--- About this exercise ---
Each record below is to be output with no change at all.

--- Data for this exercise ---
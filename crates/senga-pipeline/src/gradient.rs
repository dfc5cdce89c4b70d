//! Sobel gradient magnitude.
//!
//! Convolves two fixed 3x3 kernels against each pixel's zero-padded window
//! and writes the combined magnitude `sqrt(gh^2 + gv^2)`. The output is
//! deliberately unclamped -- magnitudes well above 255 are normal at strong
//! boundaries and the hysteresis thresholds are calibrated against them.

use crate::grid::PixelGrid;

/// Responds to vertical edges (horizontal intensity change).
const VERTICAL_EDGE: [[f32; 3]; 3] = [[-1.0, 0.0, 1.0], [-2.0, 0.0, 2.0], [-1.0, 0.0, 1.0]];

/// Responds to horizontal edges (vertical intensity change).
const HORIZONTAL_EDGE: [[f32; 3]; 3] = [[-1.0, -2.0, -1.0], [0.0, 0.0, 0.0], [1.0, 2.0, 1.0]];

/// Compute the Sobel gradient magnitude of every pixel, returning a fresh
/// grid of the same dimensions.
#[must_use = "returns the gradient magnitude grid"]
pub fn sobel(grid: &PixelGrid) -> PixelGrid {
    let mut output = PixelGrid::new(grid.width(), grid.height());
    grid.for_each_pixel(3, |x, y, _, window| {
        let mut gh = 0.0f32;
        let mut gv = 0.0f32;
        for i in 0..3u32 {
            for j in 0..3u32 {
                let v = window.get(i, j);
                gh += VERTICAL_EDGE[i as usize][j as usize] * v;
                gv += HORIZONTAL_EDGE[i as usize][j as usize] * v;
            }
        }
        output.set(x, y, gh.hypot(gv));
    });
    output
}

--- Response area ---
filename crates/senga-pipeline/src/gradient.rs
repository dfc5cdce89c4b70d
//! Sobel gradient magnitude.
//!
//! Convolves two fixed 3x3 kernels against each pixel's zero-padded window
//! and writes the combined magnitude `sqrt(gh^2 + gv^2)`. The output is
//! deliberately unclamped -- magnitudes well above 255 are normal at strong
//! boundaries and the hysteresis thresholds are calibrated against them.

use crate::grid::PixelGrid;

/// Responds to vertical edges (horizontal intensity change).
const VERTICAL_EDGE: [[f32; 3]; 3] = [[-1.0, 0.0, 1.0], [-2.0, 0.0, 2.0], [-1.0, 0.0, 1.0]];

/// Responds to horizontal edges (vertical intensity change).
const HORIZONTAL_EDGE: [[f32; 3]; 3] = [[-1.0, -2.0, -1.0], [0.0, 0.0, 0.0], [1.0, 2.0, 1.0]];

/// Compute the Sobel gradient magnitude of every pixel, returning a fresh
/// grid of the same dimensions.
#[must_use = "returns the gradient magnitude grid"]
pub fn sobel(grid: &PixelGrid) -> PixelGrid {
    let mut output = PixelGrid::new(grid.width(), grid.height());
    grid.for_each_pixel(3, |x, y, _, window| {
        let mut gh = 0.0f32;
        let mut gv = 0.0f32;
        for i in 0..3u32 {
            for j in 0..3u32 {
                let v = window.get(i, j);
                gh += VERTICAL_EDGE[i as usize][j as usize] * v;
                gv += HORIZONTAL_EDGE[i as usize][j as usize] * v;
            }
        }
        output.set(x, y, gh.hypot(gv));
    });
    output
}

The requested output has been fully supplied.